Problem 7: A 4 kg traveling with a speed of 2 m/s strike a rigid wall and rebounds elastically. If the ball is in contact with the wall for 0.05 sec, what is

• the momentum imparted to the wall
• the average force exerted on the wall

Solution

Given: Mass of the ball, m = 4 kg,              v_i = 2 m/s,            v_f = -2 m/s,          Δt = 0.05 sec

Find: Momentum imparted (passed on) to the wall and the average force on the wall.

Note

• The collision is elastic, therefore, net change in the momentum will be zero.
• If the velocity toward the wall is taken positive, the rebounded velocity will be negative.

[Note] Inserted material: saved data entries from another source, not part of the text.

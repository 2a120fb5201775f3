use std::{
    collections::BTreeMap,
    path::{Path, PathBuf},
};

use serde_derive::Deserialize;

/// Engine-wide limits shared by matching and generation.
#[derive(Clone, Copy, Debug, PartialEq, Eq, Deserialize)]
#[serde(rename_all = "camelCase", default)]
pub struct EngineConfig {
    /// stand-in maximum for unbounded quantifiers while generating
    pub max_gen_repetition: usize,
    /// nesting depth past which alternatives avoid recursive options
    pub max_gen_depth: usize,
    pub create_match_trace: bool,
}

impl Default for EngineConfig {
    fn default() -> Self {
        Self {
            max_gen_repetition: 128,
            max_gen_depth: 128,
            create_match_trace: false,
        }
    }
}

/// Generator override for one named node.
#[derive(Clone, Debug, Default, PartialEq, Deserialize)]
#[serde(deny_unknown_fields)]
pub struct NodeConfig {
    #[serde(default)]
    pub min: Option<usize>,

    /// negative means unbounded
    #[serde(default)]
    pub max: Option<i64>,

    #[serde(default)]
    pub pow: Option<f64>,

    /// one weight per alternative child, in declaration order
    #[serde(default)]
    pub dist: Option<Vec<f64>>,
}

/// Node name to override, for one rule.
pub type RuleConfig = BTreeMap<String, NodeConfig>;

#[derive(Clone, Debug, Default, PartialEq, Deserialize)]
pub struct GeneratorConfig {
    #[serde(flatten)]
    pub engine: EngineConfig,

    #[serde(default)]
    pub rules: BTreeMap<String, RuleConfig>,
}

#[derive(Clone, Debug, PartialEq, Deserialize)]
pub struct ToolConfig {
    pub grammar: PathBuf,

    #[serde(default)]
    pub generator: GeneratorConfig,
}

#[derive(Debug, thiserror::Error)]
pub enum ConfigReadError {
    #[error("failed to read {path}: {source}")]
    ReadError {
        path: PathBuf,
        source: std::io::Error,
    },

    #[error("invalid TOML config: {0}")]
    TomlError(#[from] toml::de::Error),

    #[error("invalid JSON config: {0}")]
    JsonError(#[from] serde_json::Error),
}

/// Loads a `.toml` or `.json` tool config. Any other path is taken to be the
/// grammar itself, used with default settings. A relative grammar path in a
/// config file is resolved against the config file's directory.
pub fn load_config<P: AsRef<Path>>(path: P) -> Result<ToolConfig, ConfigReadError> {
    let path = path.as_ref();

    let extension = path
        .extension()
        .and_then(|extension| extension.to_str())
        .map(str::to_ascii_lowercase);

    let read = || {
        std::fs::read_to_string(path).map_err(|source| ConfigReadError::ReadError {
            path: path.to_path_buf(),
            source,
        })
    };

    let mut config = match extension.as_deref() {
        Some("toml") => toml::from_str::<ToolConfig>(&read()?)?,
        Some("json") => serde_json::from_str::<ToolConfig>(&read()?)?,
        _ => {
            return Ok(ToolConfig {
                grammar: path.to_path_buf(),
                generator: GeneratorConfig::default(),
            })
        }
    };

    if config.grammar.is_relative() {
        if let Some(directory) = path.parent() {
            config.grammar = directory.join(&config.grammar);
        }
    }

    Ok(config)
}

 Now initial momentum = p_i = mv_i = 4 × 2 = 8 kg ms^-1

Final momentum =              p_f = mv_f = 4 × (-2) = – 8 kg ms^-1

Therefore, change in momentum of the ball = Δp = p_f – p_i = – 8 – 8 = – 16 kg ms^-1

This change in the momentum of the ball is passed on to the wall so that the change in the momentum of the system is zero.

To find the average force on the wall:

From Newton’s 2^nd law of motion, F = ma = m (v/t). Therefore, momentum expressed as Newton’s 2^nd law is, F× t = mv = p. Therefore, change in momentum = Δp = mv_f – mv_i = m (v_f – v_i). Hence,

F × Δt = m × Δv. Put the values,

F × 0.05 = 2 × [-8 – 8)] = -2 × 16 = -16

OR  F = 16/0.05 = -320 N

Hence, the average force exerted on the wall is 320 N.